Varia umanità al Caffè del porto

Dal Teatro Parioli in Roma parte un bastimento carico di sogni. Sal Da Vinci canta Napoli e il suo Viviani, come trent’anni fa.

In un rinnovato e accogliente Teatro Parioli – oggi intitolato a Peppino De Filippo e diretto dall’ottuagenario figlio Luigi – sull’onda del successo riscosso a Napoli arriva a inaugurare la prima stagione di prosa della celebre sala romana, da poco uscita dal rischio chiusura, il fortunato spettacolo Napoli chi resta e chi parte per la regia di Armando Pugliese.
Una riedizione molto moderna – e decisamente ben riuscita – di un epico lavoro firmato dal noto Raffaele Viviani, ora reinterpretata dal valentissimo e versatile Sal Da Vinci con la partecipazione di un impeccabile Gigio Morra e un cast affiatatissimo di tredici attori e cantanti.
Si tratta di uno spettacolo musicale composto da due atti unici. Il primo, Caffè di notte e giorno, è un verace e irriverente spaccato della realtà napoletana del secolo scorso. Nel misero contesto notturno di un caffè malfamato e sempre aperto si incrociano le tragiche esistenze di personaggi di ogni genere e il più vario campionario di povertà umane, degradate dalla fame e dall’ignoranza.
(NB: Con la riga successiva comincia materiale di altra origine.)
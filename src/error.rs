//! Error taxonomy shared by every pipeline stage.
//!
//! Parse errors originate in the external parser and are only propagated.
//! Type errors abort a statement before it is compiled. Compile errors are
//! internal invariant violations and fatal to the session. Match failures
//! and runtime errors abort evaluation of the current statement.

use thiserror::Error;

use crate::types::error::TypeError;

#[derive(Debug, Error)]
pub enum Error {
    #[error("parse error: {0}")]
    Parse(String),
    #[error(transparent)]
    Type(#[from] TypeError),
    #[error(transparent)]
    Compile(#[from] CompileError),
    /// No clause of a function or `case` accepted its argument.
    #[error("match failure")]
    MatchFailure,
    #[error(transparent)]
    Runtime(#[from] RuntimeError),
}

/// Internal invariant violations. Seeing one of these is a bug in the
/// compiler, not a user error.
#[derive(Debug, Error)]
pub enum CompileError {
    #[error("internal: forward reference evaluated before it was linked")]
    UnlinkedForwardRef,
    #[error("internal: {0}")]
    Invariant(String),
}

#[derive(Debug, Error, PartialEq, Eq)]
pub enum RuntimeError {
    #[error("division by zero")]
    DivisionByZero,
    #[error("integer overflow")]
    Overflow,
    #[error("empty list")]
    EmptyList,
    #[error("subscript out of bounds")]
    Subscript,
}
A pochi passi, una possibilità di redenzione che nessuno afferra, preferendo restare attaccato al proprio ineluttabile destino.
Il Caffè Notte e Giorno è uno di quei “non luoghi” di perdizione e trasgressione che ha sempre caratterizzato i porti di tutto il mondo nei quali si dava appuntamento, fino all’alba e oltre, una fauna di sbandati e derelitti, dove la tragedia latente si legge nella quasi coatta obbligatorietà dello stare assieme, con la vicinanza del mare a funger da deterrente a ogni sorta di violenza.
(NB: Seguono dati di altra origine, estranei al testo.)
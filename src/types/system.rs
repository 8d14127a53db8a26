//! The type system: an insert-only interning table keyed by moniker plus
//! the datatype definitions declared so far.
//!
//! Recursive datatypes are built through a placeholder protocol. While a
//! `datatype` declaration is being processed its own name resolves to
//! `Type::Temporary`; once all constructor argument types exist, the
//! placeholder is substituted for the real `Type::Named` throughout via a
//! structural copy and the definition is registered. No placeholder
//! escapes the declaration that created it.
//!
//! A `TypeSystem` belongs to exactly one session; it is never shared
//! across concurrent sessions.

use std::collections::{BTreeMap, HashMap};
use std::rc::Rc;

use super::ty::{Type, TypeScheme, TypeVar};

/// A datatype definition: its name, its type parameters, and the mapping
/// from constructor name to optional argument type. Immutable once the
/// defining declaration completes.
#[derive(Debug, Clone, PartialEq)]
pub struct DataTypeDef {
    pub name: String,
    pub vars: Vec<TypeVar>,
    pub constructors: BTreeMap<String, Option<Type>>,
}

impl DataTypeDef {
    /// The type this definition denotes when applied to its own
    /// parameters, e.g. `'a option` for `option`.
    pub fn instance(&self) -> Type {
        Type::Named(
            self.vars.iter().cloned().map(Type::Var).collect(),
            self.name.clone(),
        )
    }
}

#[derive(Debug, Default)]
pub struct TypeSystem {
    /// Moniker to type, insert-only.
    interned: HashMap<String, Type>,
    datatypes: HashMap<String, Rc<DataTypeDef>>,
    /// Constructor name to owning datatype name.
    constructor_owners: HashMap<String, String>,
}

impl TypeSystem {
    pub fn new() -> Self {
        Self::default()
    }

    /// Intern a type by its moniker. The table is insert-only; the first
    /// type registered under a moniker is the canonical one.
    pub fn intern(&mut self, ty: Type) -> Type {
        self.interned.entry(ty.moniker()).or_insert(ty).clone()
    }

    pub fn lookup(&self, moniker: &str) -> Option<&Type> {
        self.interned.get(moniker)
    }

    pub fn datatype(&self, name: &str) -> Option<&Rc<DataTypeDef>> {
        self.datatypes.get(name)
    }

    pub fn is_datatype(&self, name: &str) -> bool {
        self.datatypes.contains_key(name)
    }

    pub fn is_constructor(&self, name: &str) -> bool {
        self.constructor_owners.contains_key(name)
    }

    /// The datatype owning a constructor, with the constructor's argument
    /// type (in terms of the datatype's own variables).
    pub fn constructor(&self, name: &str) -> Option<(Rc<DataTypeDef>, Option<Type>)> {
        let owner = self.constructor_owners.get(name)?;
        let def = self.datatypes.get(owner)?;
        let arg = def.constructors.get(name)?;
        Some((Rc::clone(def), arg.clone()))
    }

    /// The polymorphic scheme of a constructor: `forall vars. arg -> dt`
    /// for unary constructors, `forall vars. dt` for nullary ones.
    pub fn constructor_scheme(&self, name: &str) -> Option<TypeScheme> {
        let (def, arg) = self.constructor(name)?;
        let result = def.instance();
        let ty = match arg {
            Some(arg_ty) => Type::fn_of(arg_ty, result),
            None => result,
        };
        Some(TypeScheme::polymorphic(def.vars.clone(), ty))
    }

    /// Register a finished datatype definition. The constructor argument
    /// types must no longer contain the declaration's placeholder.
    pub fn define(&mut self, def: DataTypeDef) {
        let def = Rc::new(def);
        for con in def.constructors.keys() {
            self.constructor_owners.insert(con.clone(), def.name.clone());
        }
        self.intern(def.instance());
        self.datatypes.insert(def.name.clone(), def);
    }
}

/// Structural copy replacing every `Temporary` placeholder that has an
/// entry in `replacements` with its finished type.
pub fn substitute_temporary(ty: &Type, replacements: &HashMap<String, Type>) -> Type {
    match ty {
        Type::Primitive(_) | Type::Var(_) => ty.clone(),
        Type::Temporary(name) => replacements
            .get(name)
            .cloned()
            .unwrap_or_else(|| ty.clone()),
        Type::Fn(t1, t2) => Type::fn_of(
            substitute_temporary(t1, replacements),
            substitute_temporary(t2, replacements),
        ),
        Type::Tuple(ts) => Type::Tuple(
            ts.iter()
                .map(|t| substitute_temporary(t, replacements))
                .collect(),
        ),
        Type::Record { partial, fields } => Type::Record {
            partial: *partial,
            fields: fields
                .iter()
                .map(|(l, t)| (l.clone(), substitute_temporary(t, replacements)))
                .collect(),
        },
        Type::List(t) => Type::list(substitute_temporary(t, replacements)),
        Type::Named(args, name) => Type::Named(
            args.iter()
                .map(|t| substitute_temporary(t, replacements))
                .collect(),
            name.clone(),
        ),
    }
}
Il secondo atto, Scalo Marittimo, è il corale e oleografico affresco in esterno giorno di un molo del porto di Napoli da cui si stacca, con il suo carico di spiantati, cafoni e avventurieri, il piroscafo per il nuovo continente.
Vi si descrive la triste condizione di chi, costretto dalla miseria, vede nell’emigrazione l’unica, inevitabile possibilità di sopravvivenza. Un’altra folla variegata, che si accalca questa volta sul molo davanti al transatlantico “Vuascenton” (leggi Washington) in partenza per l’Argentina, mentre la commistione fra cinici e faccendieri la spoglia sino all’ultimo spicciolo prima che salga a bordo.
È il mare che accomuna le storie dei due atti: viene quasi da pensare che il chiuso e l’angusto del Caffè del primo si affaccino su quella stessa banchina da cui si percepisce l’immensità insondabile delle miserie umane trattate dal secondo. Il mare fa piazza pulita del caffè, sommerge ogni cosa per lasciare il posto alla vastità della banchina in cui si muovono, con disinvoltura solo apparente, nuove figure sospese, mentre il tutto è pervaso da un’eco che ne polverizza i contorni. È ancora il mare che infine lascia i passeggeri dell’incombente transatlantico – scomodo e inquietante spartiacque tra chi resta e chi parte – preda del vuoto, ancor più che della partenza. Una metafora della luce di un mondo nuovo, non si sa se migliore o peggiore ma certamente diverso.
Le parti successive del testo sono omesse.